Here I will try to describe my move from WordPress to Sphinx to Hugo and why.

Table of contents


My first attempt at “blogging” was with WordPress. Starting was really easy, grab WordPress, place it in some www directory do some stuff with rights. On CentOS it should all belong to the apache user. Do some stuff with SELinux to make sure the automatic WordPress update works.

At first, all seems to work, creating articles is easy, and adding plugins is a piece of cake. And the backup seems to be working.

At some time (many WordPress updates later) the backup plugin (some plugin with rsync) stopped working and I could not get to work again. This made me look at something else…


Comes Sphinx, Sphinx is a static site generator. Create the articles in rst (or some other format), generate the html, and upload them to your server. Copied the old articles and pictures from the WordPress site and pasted them into rst files.

The reason for moving away from Sphinx is that I could not tweak the pages to what I wanted. This was probably something on my side than on the side of Sphinx.


During my research for moving away from WordPress I also came across Hugo, but at the time it did not look as a viable option, because I thought I had to know Go, but that was a misconseption from my side. After studying a book and going along with the explamples, I got to understand how Hugo works. And in my opinion Hugo is more flexible and controllable than Sphinx.

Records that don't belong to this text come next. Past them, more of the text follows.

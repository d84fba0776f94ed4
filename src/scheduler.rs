//! Import worker pool and the periodic rescan trigger.
//!
//! One batch at a time: `Idle -> Running -> Draining -> Idle`. Completion is
//! observed by a poller, not signalled by the workers.

use std::path::{Path, PathBuf};
use std::sync::atomic::{AtomicU64, AtomicUsize, Ordering};
use std::sync::{Arc, Mutex, PoisonError};

use chrono::{Datelike, Local, Timelike};
use serde::Serialize;
use tokio::sync::mpsc;
use tokio::time::{Duration, sleep};
use tracing::{debug, info, warn};

use crate::cache::ItemCache;
use crate::config::{Config, LibraryConfig, ScannerConfig};
use crate::covers;
use crate::db::DbPool;
use crate::db::queries::{archives, folders};
use crate::scanner::{self, ImportRequest, ImportSettings, ImportStats, Progress};

#[derive(Debug, Clone, Copy, PartialEq, Eq, Serialize)]
#[serde(rename_all = "lowercase")]
pub enum SchedulerState {
    Idle,
    Running,
    Draining,
}

#[derive(Debug, Clone, Serialize)]
pub struct SchedulerStatus {
    pub state: SchedulerState,
    pub queued: usize,
    pub active: usize,
    pub completed: u64,
    pub files_total: u64,
    pub files_processed: u64,
    pub files_failed: u64,
    pub last_batch: Option<BatchSummary>,
}

#[derive(Debug, Clone, Default, Serialize)]
pub struct BatchSummary {
    pub folders: u64,
    pub imported: u64,
    pub unchanged: u64,
    pub duplicates: u64,
    pub deleted: u64,
    pub errors: u64,
    pub finished_at: String,
}

#[derive(Debug, thiserror::Error)]
pub enum SchedulerError {
    #[error("an import is already running")]
    AlreadyRunning,
    #[error("not found: {0}")]
    NotFound(String),
    #[error("path is outside every watched folder: {0}")]
    OutsideLibrary(PathBuf),
    #[error("import queue is closed")]
    QueueClosed,
    #[error("database error: {0}")]
    Db(#[from] sqlx::Error),
}

/// Work shared between the scheduler handle, its workers and the poller.
struct Shared {
    pool: DbPool,
    settings: ImportSettings,
    cache: Arc<ItemCache>,
    state: Mutex<SchedulerState>,
    queued: AtomicUsize,
    active: AtomicUsize,
    completed: AtomicU64,
    progress: Progress,
    batch: Mutex<ImportStats>,
    last_batch: Mutex<Option<BatchSummary>>,
}

pub struct ImportScheduler {
    shared: Arc<Shared>,
    sender: mpsc::Sender<ImportRequest>,
    library: LibraryConfig,
    poll_interval: Duration,
}

impl ImportScheduler {
    /// Create the scheduler and spawn its workers. Must run inside a Tokio
    /// runtime.
    pub fn start(pool: DbPool, config: &Config, cache: Arc<ItemCache>) -> Arc<Self> {
        let workers = config
            .scanner
            .effective_workers(config.library.import_chapters);
        let (sender, receiver) = mpsc::channel(config.scanner.queue_capacity.max(1));
        let receiver = Arc::new(tokio::sync::Mutex::new(receiver));

        let shared = Arc::new(Shared {
            pool,
            settings: ImportSettings::from(&config.library),
            cache,
            state: Mutex::new(SchedulerState::Idle),
            queued: AtomicUsize::new(0),
            active: AtomicUsize::new(0),
            completed: AtomicU64::new(0),
            progress: Progress::default(),
            batch: Mutex::new(ImportStats::default()),
            last_batch: Mutex::new(None),
        });

        for id in 0..workers {
            let shared = Arc::clone(&shared);
            let receiver = Arc::clone(&receiver);
            tokio::spawn(async move { worker(id, shared, receiver).await });
        }
        info!("Import scheduler started with {workers} worker(s)");

        Arc::new(Self {
            shared,
            sender,
            library: config.library.clone(),
            poll_interval: Duration::from_millis(config.scanner.poll_interval_ms.max(1)),
        })
    }

    pub fn state(&self) -> SchedulerState {
        *self.shared.state.lock().unwrap_or_else(PoisonError::into_inner)
    }

    pub fn status(&self) -> SchedulerStatus {
        let shared = &self.shared;
        SchedulerStatus {
            state: self.state(),
            queued: shared.queued.load(Ordering::SeqCst),
            active: shared.active.load(Ordering::SeqCst),
            completed: shared.completed.load(Ordering::SeqCst),
            files_total: shared.progress.total.load(Ordering::SeqCst),
            files_processed: shared.progress.processed.load(Ordering::SeqCst),
            files_failed: shared.progress.failed.load(Ordering::SeqCst),
            last_batch: shared
                .last_batch
                .lock()
                .unwrap_or_else(PoisonError::into_inner)
                .clone(),
        }
    }

    /// Queue every watched folder.
    pub async fn rescan_all(&self, reimport: bool, refresh_covers: bool) -> Result<usize, SchedulerError> {
        let requests = folders::get_all(&self.shared.pool)
            .await?
            .into_iter()
            .map(|f| ImportRequest::folder(f.path, reimport, refresh_covers))
            .collect();
        self.submit(requests).await
    }

    pub async fn rescan_folder(
        &self,
        folder_id: i64,
        reimport: bool,
        refresh_covers: bool,
    ) -> Result<usize, SchedulerError> {
        let folder = folders::get_by_id(&self.shared.pool, folder_id)
            .await?
            .ok_or_else(|| SchedulerError::NotFound(format!("folder {folder_id}")))?;
        self.submit(vec![ImportRequest::folder(folder.path, reimport, refresh_covers)])
            .await
    }

    /// Re-import one catalogued archive from its file.
    pub async fn rescan_item(&self, content_id: &str) -> Result<usize, SchedulerError> {
        let archive = archives::get_by_id(&self.shared.pool, content_id)
            .await?
            .ok_or_else(|| SchedulerError::NotFound(format!("item {content_id}")))?;
        let request = self.request_for(Path::new(&archive.folder), true, true)?;
        self.submit(vec![request]).await
    }

    /// Import a file or folder that appeared below a watched folder.
    pub async fn rescan_path(&self, path: &Path) -> Result<usize, SchedulerError> {
        let request = self.request_for(path, false, false)?;
        self.submit(vec![request]).await
    }

    fn request_for(&self, path: &Path, reimport: bool, refresh_covers: bool) -> Result<ImportRequest, SchedulerError> {
        let root = self
            .library
            .root_for(path)
            .ok_or_else(|| SchedulerError::OutsideLibrary(path.to_path_buf()))?;
        Ok(ImportRequest {
            root: root.to_path_buf(),
            target: Some(path.to_path_buf()),
            reimport,
            refresh_covers,
        })
    }

    /// Start a batch. An empty batch leaves the scheduler idle.
    async fn submit(&self, requests: Vec<ImportRequest>) -> Result<usize, SchedulerError> {
        if requests.is_empty() {
            return Ok(0);
        }
        {
            let mut state = self.shared.state.lock().unwrap_or_else(PoisonError::into_inner);
            if *state != SchedulerState::Idle {
                return Err(SchedulerError::AlreadyRunning);
            }
            *state = SchedulerState::Running;
        }

        let shared = &self.shared;
        shared.completed.store(0, Ordering::SeqCst);
        shared.progress.reset();
        *shared.batch.lock().unwrap_or_else(PoisonError::into_inner) = ImportStats::default();

        let count = requests.len();
        shared.queued.fetch_add(count, Ordering::SeqCst);
        info!("Import batch started: {count} folder(s)");

        tokio::spawn(poll_completion(Arc::clone(&self.shared), self.poll_interval));

        for (sent, request) in requests.into_iter().enumerate() {
            if self.sender.send(request).await.is_err() {
                // Nothing will pick up the rest; count them as done.
                let lost = count - sent;
                shared.queued.fetch_sub(lost, Ordering::SeqCst);
                shared.completed.fetch_add(lost as u64, Ordering::SeqCst);
                return Err(SchedulerError::QueueClosed);
            }
        }
        Ok(count)
    }
}

async fn worker(
    id: usize,
    shared: Arc<Shared>,
    receiver: Arc<tokio::sync::Mutex<mpsc::Receiver<ImportRequest>>>,
) {
    loop {
        let request = { receiver.lock().await.recv().await };
        let Some(request) = request else {
            debug!("Import worker {id} stopping");
            return;
        };
        // Active goes up before queued goes down so the poller never sees
        // an empty pool in between.
        shared.active.fetch_add(1, Ordering::SeqCst);
        shared.queued.fetch_sub(1, Ordering::SeqCst);

        debug!("Worker {id} importing {}", request.root.display());
        match scanner::import_folder(&shared.pool, &shared.settings, &request, &shared.progress).await {
            Ok(stats) => shared
                .batch
                .lock()
                .unwrap_or_else(PoisonError::into_inner)
                .merge(stats),
            Err(e) => warn!("Import of {} failed: {e}", request.root.display()),
        }

        shared.completed.fetch_add(1, Ordering::SeqCst);
        shared.active.fetch_sub(1, Ordering::SeqCst);
    }
}

/// Wait until the pool is idle with the queue empty, then drain.
async fn poll_completion(shared: Arc<Shared>, interval: Duration) {
    loop {
        sleep(interval).await;
        let idle = shared.active.load(Ordering::SeqCst) == 0
            && shared.queued.load(Ordering::SeqCst) == 0
            && shared.completed.load(Ordering::SeqCst) > 0;
        if idle {
            break;
        }
    }
    drain(&shared).await;
}

async fn drain(shared: &Arc<Shared>) {
    *shared.state.lock().unwrap_or_else(PoisonError::into_inner) = SchedulerState::Draining;

    let stats = std::mem::take(&mut *shared.batch.lock().unwrap_or_else(PoisonError::into_inner));
    if let Err(e) = scanner::finalize(&shared.pool, &stats.touched_series).await {
        warn!("Failed to refresh counters after import: {e}");
    }
    shared.cache.invalidate();

    let pool = shared.pool.clone();
    let covers_path = shared.settings.covers_path.clone();
    tokio::spawn(async move {
        if let Err(e) = covers::warm_missing(&pool, &covers_path).await {
            warn!("Cover warm-up failed: {e}");
        }
    });

    let summary = BatchSummary {
        folders: shared.completed.load(Ordering::SeqCst),
        imported: stats.imported,
        unchanged: stats.unchanged,
        duplicates: stats.duplicates,
        deleted: stats.archives_deleted,
        errors: stats.errors,
        finished_at: Local::now().to_rfc3339(),
    };
    info!(
        "Import batch finished: folders={}, imported={}, unchanged={}, duplicates={}, deleted={}, errors={}",
        summary.folders,
        summary.imported,
        summary.unchanged,
        summary.duplicates,
        summary.deleted,
        summary.errors
    );
    *shared.last_batch.lock().unwrap_or_else(PoisonError::into_inner) = Some(summary);
    *shared.state.lock().unwrap_or_else(PoisonError::into_inner) = SchedulerState::Idle;
}

/// Validate scanner schedule config values at startup.
pub fn validate_config(config: &ScannerConfig) -> Result<(), String> {
    for &m in &config.schedule_minutes {
        if m > 59 {
            return Err(format!(
                "scanner.schedule_minutes: {m} is out of range 0..=59"
            ));
        }
    }
    for &h in &config.schedule_hours {
        if h > 23 {
            return Err(format!(
                "scanner.schedule_hours: {h} is out of range 0..=23"
            ));
        }
    }
    for &d in &config.schedule_day_of_week {
        if !(1..=7).contains(&d) {
            return Err(format!(
                "scanner.schedule_day_of_week: {d} is out of range 1..=7 (Mon=1..Sun=7)"
            ));
        }
    }
    if config.queue_capacity == 0 {
        return Err("scanner.queue_capacity must be at least 1".to_string());
    }
    Ok(())
}

/// Check whether the current local time matches the schedule.
fn matches_schedule(config: &ScannerConfig) -> bool {
    let now = Local::now();
    schedule_matches(config, now.minute(), now.hour(), now.weekday().number_from_monday())
}

fn schedule_matches(config: &ScannerConfig, minute: u32, hour: u32, dow: u32) -> bool {
    let minute_ok = config.schedule_minutes.is_empty() || config.schedule_minutes.contains(&minute);
    let hour_ok = config.schedule_hours.is_empty() || config.schedule_hours.contains(&hour);
    let dow_ok =
        config.schedule_day_of_week.is_empty() || config.schedule_day_of_week.contains(&dow);

    minute_ok && hour_ok && dow_ok
}

fn format_list(values: &[u32]) -> String {
    if values.is_empty() {
        return "*".to_string();
    }
    values
        .iter()
        .map(|v| v.to_string())
        .collect::<Vec<_>>()
        .join(",")
}

/// Format the schedule for logging.
pub fn format_schedule(config: &ScannerConfig) -> String {
    let minutes = format_list(&config.schedule_minutes);
    let hours = format_list(&config.schedule_hours);
    let dow = if config.schedule_day_of_week.is_empty() {
        "*".to_string()
    } else {
        let names = ["Mon", "Tue", "Wed", "Thu", "Fri", "Sat", "Sun"];
        config
            .schedule_day_of_week
            .iter()
            .map(|&d| *names.get((d - 1) as usize).unwrap_or(&"?"))
            .collect::<Vec<_>>()
            .join(",")
    };
    format!("minutes=[{minutes}] hours=[{hours}] days=[{dow}]")
}

/// Run the schedule loop. Wakes at every minute boundary and starts a
/// rescan when the schedule matches.
pub async fn run(scheduler: Arc<ImportScheduler>, config: ScannerConfig) {
    info!("Scheduler started: {}", format_schedule(&config));

    loop {
        // Sleep until the start of the next minute
        let now = Local::now();
        let secs_into_minute = now.second();
        let nanos_into_second = now.nanosecond().min(999_999_999);
        let wait = Duration::from_secs(60 - secs_into_minute as u64)
            - Duration::from_nanos(nanos_into_second as u64);
        sleep(wait).await;

        if matches_schedule(&config) {
            info!("Scheduled rescan triggered");
            match scheduler.rescan_all(false, false).await {
                Ok(n) => debug!("Scheduled rescan queued {n} folder(s)"),
                Err(SchedulerError::AlreadyRunning) => {
                    warn!("Scheduled rescan skipped: import already running");
                }
                Err(e) => warn!("Scheduled rescan failed: {e}"),
            }
        }
    }
}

I found a great site that also uses the Hello-Friend and that is Cavelab blog, I copied some things over from his site to mine and that is basicly it.

CI/CD and gitlab

The CI/CD is only related to Sphinx and Hugo not to WordPress. The setup I use is: gitlab-ce in a docker container. The gitlab documentation describes how to enable the CI/CD capabilities of Gitlab. After adding a .gitlab-ci.yml and adding a tag to the gitlab-runner configuration I got everyting is working. There are two targets are defined: master (the main site) and develop (all other commits will deploy to the test site). After a push to either master or an other branch a gitlab job is started. After a successfull run either the main site or the test site is automaticly updated using rsync (this is part of the .gitlab-ci.yml).